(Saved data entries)

··········

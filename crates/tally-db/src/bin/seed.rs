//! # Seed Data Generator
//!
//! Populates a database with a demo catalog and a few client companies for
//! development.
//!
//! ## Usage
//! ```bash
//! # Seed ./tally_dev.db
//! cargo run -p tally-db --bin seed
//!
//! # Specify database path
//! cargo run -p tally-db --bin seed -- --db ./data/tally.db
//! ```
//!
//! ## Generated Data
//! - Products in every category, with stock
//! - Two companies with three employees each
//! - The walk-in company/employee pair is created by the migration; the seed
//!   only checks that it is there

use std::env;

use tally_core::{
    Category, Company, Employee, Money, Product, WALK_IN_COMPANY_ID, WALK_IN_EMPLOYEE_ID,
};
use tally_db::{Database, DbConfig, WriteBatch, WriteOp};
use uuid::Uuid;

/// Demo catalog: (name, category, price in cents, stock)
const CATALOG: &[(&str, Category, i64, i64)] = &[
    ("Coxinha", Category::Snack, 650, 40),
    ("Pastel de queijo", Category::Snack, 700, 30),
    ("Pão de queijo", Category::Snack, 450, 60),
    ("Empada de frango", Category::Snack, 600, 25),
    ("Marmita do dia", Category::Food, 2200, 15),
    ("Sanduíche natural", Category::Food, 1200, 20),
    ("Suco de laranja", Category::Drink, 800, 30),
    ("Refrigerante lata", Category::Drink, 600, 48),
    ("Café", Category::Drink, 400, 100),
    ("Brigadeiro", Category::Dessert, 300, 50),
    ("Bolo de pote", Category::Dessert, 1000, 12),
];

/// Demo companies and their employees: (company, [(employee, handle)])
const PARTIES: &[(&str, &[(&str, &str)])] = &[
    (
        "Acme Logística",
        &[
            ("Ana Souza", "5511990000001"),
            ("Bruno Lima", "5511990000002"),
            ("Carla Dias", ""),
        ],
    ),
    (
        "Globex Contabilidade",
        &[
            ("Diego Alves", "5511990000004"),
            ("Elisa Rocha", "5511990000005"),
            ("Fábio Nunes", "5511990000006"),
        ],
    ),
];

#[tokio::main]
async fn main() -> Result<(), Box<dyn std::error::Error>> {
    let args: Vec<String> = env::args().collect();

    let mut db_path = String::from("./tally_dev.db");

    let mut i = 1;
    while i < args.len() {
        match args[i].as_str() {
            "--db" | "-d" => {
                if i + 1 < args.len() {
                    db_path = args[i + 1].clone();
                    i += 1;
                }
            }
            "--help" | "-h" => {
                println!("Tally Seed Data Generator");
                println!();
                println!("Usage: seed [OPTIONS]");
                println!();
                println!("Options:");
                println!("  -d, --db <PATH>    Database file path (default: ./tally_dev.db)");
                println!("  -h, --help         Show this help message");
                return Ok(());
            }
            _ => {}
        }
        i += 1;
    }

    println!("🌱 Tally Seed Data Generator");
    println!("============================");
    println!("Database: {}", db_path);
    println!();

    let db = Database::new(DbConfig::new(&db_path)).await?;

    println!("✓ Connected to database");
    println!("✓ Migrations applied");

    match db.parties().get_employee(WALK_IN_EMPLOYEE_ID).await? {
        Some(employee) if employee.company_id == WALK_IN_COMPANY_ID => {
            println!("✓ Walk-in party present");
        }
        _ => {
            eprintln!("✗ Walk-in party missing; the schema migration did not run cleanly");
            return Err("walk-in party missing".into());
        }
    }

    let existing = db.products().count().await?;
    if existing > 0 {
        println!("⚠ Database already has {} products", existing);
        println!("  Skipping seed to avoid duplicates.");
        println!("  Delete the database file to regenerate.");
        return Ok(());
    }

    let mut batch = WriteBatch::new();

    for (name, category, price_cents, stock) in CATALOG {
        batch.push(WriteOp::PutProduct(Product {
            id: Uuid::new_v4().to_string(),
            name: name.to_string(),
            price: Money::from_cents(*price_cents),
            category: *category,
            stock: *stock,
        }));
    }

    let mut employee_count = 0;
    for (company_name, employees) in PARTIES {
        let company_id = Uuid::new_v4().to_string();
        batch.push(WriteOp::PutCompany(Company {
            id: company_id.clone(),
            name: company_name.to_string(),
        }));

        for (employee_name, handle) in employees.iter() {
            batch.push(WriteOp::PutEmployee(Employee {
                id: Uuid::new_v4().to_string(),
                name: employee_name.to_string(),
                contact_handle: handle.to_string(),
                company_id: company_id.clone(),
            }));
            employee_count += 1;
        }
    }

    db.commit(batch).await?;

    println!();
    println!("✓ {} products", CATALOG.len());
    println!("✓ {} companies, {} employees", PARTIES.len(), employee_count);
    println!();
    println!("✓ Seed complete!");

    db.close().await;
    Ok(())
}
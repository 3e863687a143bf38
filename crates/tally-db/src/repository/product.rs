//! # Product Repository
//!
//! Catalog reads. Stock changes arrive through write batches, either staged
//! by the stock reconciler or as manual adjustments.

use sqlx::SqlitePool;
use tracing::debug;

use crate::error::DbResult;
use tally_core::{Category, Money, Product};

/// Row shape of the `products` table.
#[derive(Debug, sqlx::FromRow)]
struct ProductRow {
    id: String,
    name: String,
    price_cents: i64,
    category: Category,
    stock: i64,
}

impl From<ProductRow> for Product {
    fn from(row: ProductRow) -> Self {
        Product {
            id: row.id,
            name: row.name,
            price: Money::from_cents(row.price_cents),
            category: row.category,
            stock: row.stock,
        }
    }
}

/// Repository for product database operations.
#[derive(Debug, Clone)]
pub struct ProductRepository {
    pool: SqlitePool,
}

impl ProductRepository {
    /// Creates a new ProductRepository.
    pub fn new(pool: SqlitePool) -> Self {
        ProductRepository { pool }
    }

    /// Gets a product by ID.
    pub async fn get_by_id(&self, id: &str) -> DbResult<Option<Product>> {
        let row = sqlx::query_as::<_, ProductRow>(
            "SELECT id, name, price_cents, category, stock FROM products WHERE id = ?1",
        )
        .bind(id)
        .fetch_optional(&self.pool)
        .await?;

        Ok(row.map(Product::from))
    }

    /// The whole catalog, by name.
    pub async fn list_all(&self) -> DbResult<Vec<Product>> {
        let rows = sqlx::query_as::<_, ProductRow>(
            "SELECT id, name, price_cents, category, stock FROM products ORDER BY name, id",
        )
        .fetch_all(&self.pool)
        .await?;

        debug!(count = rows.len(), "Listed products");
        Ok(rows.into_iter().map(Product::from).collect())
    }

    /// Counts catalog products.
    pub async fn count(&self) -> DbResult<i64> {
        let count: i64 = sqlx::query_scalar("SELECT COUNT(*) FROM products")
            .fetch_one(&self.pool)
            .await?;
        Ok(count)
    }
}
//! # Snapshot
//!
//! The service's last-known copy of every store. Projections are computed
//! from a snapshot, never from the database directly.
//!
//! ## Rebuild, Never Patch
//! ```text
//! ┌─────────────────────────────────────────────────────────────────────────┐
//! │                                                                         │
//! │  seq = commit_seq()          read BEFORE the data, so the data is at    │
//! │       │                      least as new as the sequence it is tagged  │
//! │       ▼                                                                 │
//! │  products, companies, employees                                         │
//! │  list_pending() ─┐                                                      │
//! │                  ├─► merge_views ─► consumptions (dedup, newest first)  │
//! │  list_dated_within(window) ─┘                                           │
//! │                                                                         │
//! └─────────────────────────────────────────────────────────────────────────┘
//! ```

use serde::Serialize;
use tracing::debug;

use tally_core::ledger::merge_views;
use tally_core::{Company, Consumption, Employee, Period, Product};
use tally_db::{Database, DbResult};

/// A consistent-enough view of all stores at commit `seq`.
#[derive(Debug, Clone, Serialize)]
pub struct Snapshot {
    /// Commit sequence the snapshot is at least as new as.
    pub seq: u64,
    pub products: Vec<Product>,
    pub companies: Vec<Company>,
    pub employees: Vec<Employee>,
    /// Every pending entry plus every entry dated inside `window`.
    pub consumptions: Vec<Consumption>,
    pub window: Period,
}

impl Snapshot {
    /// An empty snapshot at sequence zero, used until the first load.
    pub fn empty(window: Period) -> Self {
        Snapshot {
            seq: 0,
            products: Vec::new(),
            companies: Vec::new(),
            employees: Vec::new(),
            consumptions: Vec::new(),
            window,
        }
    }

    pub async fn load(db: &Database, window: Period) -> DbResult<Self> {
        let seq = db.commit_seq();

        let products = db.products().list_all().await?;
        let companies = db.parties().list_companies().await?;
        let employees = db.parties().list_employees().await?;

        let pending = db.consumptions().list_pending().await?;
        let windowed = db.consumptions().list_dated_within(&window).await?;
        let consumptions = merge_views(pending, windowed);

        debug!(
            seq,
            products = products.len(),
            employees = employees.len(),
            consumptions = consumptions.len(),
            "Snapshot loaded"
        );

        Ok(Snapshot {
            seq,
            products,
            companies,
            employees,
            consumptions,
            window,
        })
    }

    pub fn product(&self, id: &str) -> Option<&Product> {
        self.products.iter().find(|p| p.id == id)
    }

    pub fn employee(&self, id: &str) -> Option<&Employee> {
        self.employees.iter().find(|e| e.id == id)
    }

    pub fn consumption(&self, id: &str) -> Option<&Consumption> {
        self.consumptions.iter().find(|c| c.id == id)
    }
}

··········

**Work to be completed**
Your answer must consist solely of the lines from the top of the entries above through the line containing "## Generated Data", copied exactly, both ends included.

**Output of the exercise**
filename crates/tally-db/src/bin/seed.rs
//! # Seed Data Generator
//!
//! Populates a database with a demo catalog and a few client companies for
//! development.
//!
//! ## Usage
//! ```bash
//! # Seed ./tally_dev.db
//! cargo run -p tally-db --bin seed
//!
//! # Specify database path
//! cargo run -p tally-db --bin seed -- --db ./data/tally.db
//! ```
//!
//! ## Generated Data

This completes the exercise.